Last Updated: 7/2/2015

Document Description

It’s easy to think of estate planning as something that is needed after our lives are over. However, a thorough estate plan includes documents that provide for a variety of circumstances, some of which occur while still alive. If, for instance, you were to face an illness, injury, incapacitation or even an extended absence, you might require help managing your finances and property. A financial power of attorney can help you adequately prepare for those circumstances.

A financial power of attorney allows you, the principal, to grant power to a trusted individual, known as the agent or attorney-in-fact, in a variety of financial areas. You can specify that the agent can make decisions for you in several areas or in just a few. Granting this power does not take away your right to manage your financial affairs. You can continue to handle matters as long as you like or are able, but the agent would also be able to do so.

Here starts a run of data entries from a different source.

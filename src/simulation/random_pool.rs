//! Random pool generation.
//!
//! Produces synthetic pools for benchmarks and the `generate` command.

use crate::core::participant::Participant;
use crate::core::roster::ParticipantRoster;
use log::warn;
use rand::Rng;
use rust_decimal::prelude::ToPrimitive;
use rust_decimal::Decimal;
use rust_decimal_macros::dec;

/// Configuration for generating a random pool.
#[derive(Debug, Clone)]
pub struct PoolConfig {
    /// Number of participants in the pool.
    pub participant_count: usize,
    /// Minimum amount a participant invests.
    pub min_invested: Decimal,
    /// Maximum amount a participant invests.
    pub max_invested: Decimal,
    /// Largest win as a multiple of the amount invested.
    pub max_win_multiple: Decimal,
    /// Probability that a participant wins nothing at all.
    pub zero_win_probability: f64,
}

impl Default for PoolConfig {
    fn default() -> Self {
        Self {
            participant_count: 10,
            min_invested: dec!(100),
            max_invested: dec!(5_000),
            max_win_multiple: dec!(3),
            zero_win_probability: 0.4,
        }
    }
}

/// Generate a random pool of valid participants named "User 1".."User n".
pub fn generate_random_pool(config: &PoolConfig) -> Vec<Participant> {
    generate_with_rng(config, &mut rand::thread_rng())
}

/// Like [`generate_random_pool`], but driven by the caller's RNG so that
/// seeded runs are reproducible.
pub fn generate_with_rng<R: Rng>(config: &PoolConfig, rng: &mut R) -> Vec<Participant> {
    let min_f64 = config.min_invested.to_f64().unwrap_or(100.0).max(0.0);
    let mut max_f64 = config.max_invested.to_f64().unwrap_or(5_000.0);
    if max_f64 <= min_f64 {
        warn!(
            "max_invested {} is not above min_invested {}; using a fixed stake",
            config.max_invested, config.min_invested
        );
        max_f64 = min_f64 + 1.0;
    }
    let multiple_f64 = config.max_win_multiple.to_f64().unwrap_or(3.0).max(0.0);
    let zero_win = config.zero_win_probability.clamp(0.0, 1.0);

    let mut roster = ParticipantRoster::with_placeholders(config.participant_count);
    let ids: Vec<_> = roster.participants().iter().map(|p| p.id()).collect();

    for id in ids {
        let invested = to_amount(rng.gen_range(min_f64..max_f64));
        let won = if rng.gen_bool(zero_win) {
            Decimal::ZERO
        } else {
            let multiple = rng.gen_range(0.0..=multiple_f64);
            to_amount(invested.to_f64().unwrap_or(0.0) * multiple)
        };
        if let Err(e) = roster.set_amounts(id, invested, won) {
            warn!("skipping generated amounts for participant {}: {}", id, e);
        }
    }

    roster.participants().to_vec()
}

fn to_amount(value: f64) -> Decimal {
    Decimal::from_f64_retain(value)
        .unwrap_or(Decimal::ZERO)
        .round_dp(2)
        .max(Decimal::ZERO)
}

#[cfg(test)]
mod tests {
    use super::*;
    use crate::core::participant::validate_all;
    use crate::engine::settlement::SettlementEngine;
    use rand::rngs::StdRng;
    use rand::SeedableRng;

    #[test]
    fn test_random_pool_generation() {
        let config = PoolConfig {
            participant_count: 25,
            ..Default::default()
        };

        let pool = generate_random_pool(&config);
        assert_eq!(pool.len(), 25);
        assert!(validate_all(&pool).is_ok());
        assert!(pool
            .iter()
            .all(|p| p.amount_invested() >= config.min_invested
                && p.amount_invested() <= config.max_invested));
    }

    #[test]
    fn test_seeded_generation_is_reproducible() {
        let config = PoolConfig::default();
        let a = generate_with_rng(&config, &mut StdRng::seed_from_u64(7));
        let b = generate_with_rng(&config, &mut StdRng::seed_from_u64(7));
        assert_eq!(a, b);
    }

    #[test]
    fn test_random_pool_settles() {
        let config = PoolConfig {
            participant_count: 40,
            ..Default::default()
        };

        let pool = generate_random_pool(&config);
        let plan = SettlementEngine::settle(&pool).unwrap();

        assert!(plan.is_balanced());
        assert!(plan.is_closed());
        assert!(plan.transfers().len() < pool.len());
    }

    #[test]
    fn test_inverted_range_still_generates() {
        let config = PoolConfig {
            participant_count: 3,
            min_invested: dec!(50),
            max_invested: dec!(10),
            ..Default::default()
        };
        let pool = generate_random_pool(&config);
        assert_eq!(pool.len(), 3);
        assert!(validate_all(&pool).is_ok());
    }
}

The Wisconsin Financial Power of Attorney is a customizable document created in accordance with Wisconsin state laws. It enables you to name an agent and a successor agent if your first choice is unable to perform the required duties. It also allows you to assign which financial duties you would like your agent to perform, including accessing bank accounts and safe deposit boxes, applying for and receiving government benefits, contributing to retirement plans and completing tax returns, just to name a few. You can also add any special instructions limiting or extending the agent’s powers.

Because this document is considered durable, it contains language that indicates it is to take effect immediately and is not affected by any future mental or physical disability you might have. You may also have it take effect when it is determined that you are unable to manage your property and financial affairs. If you select this option, a physician would have to make that determination in writing.

Although not required, you should have your Wisconsin Financial Power of Attorney witnessed and notarized. You should provide copies of your signed Wisconsin Financial Power of Attorney to your agent, family members and financial institutions and businesses with which your agent will be dealing on your behalf. You can also upload a copy to your ezEstatePlanner Vault, which allows storage of your estate planning documents so that they may be accessed in one secure location.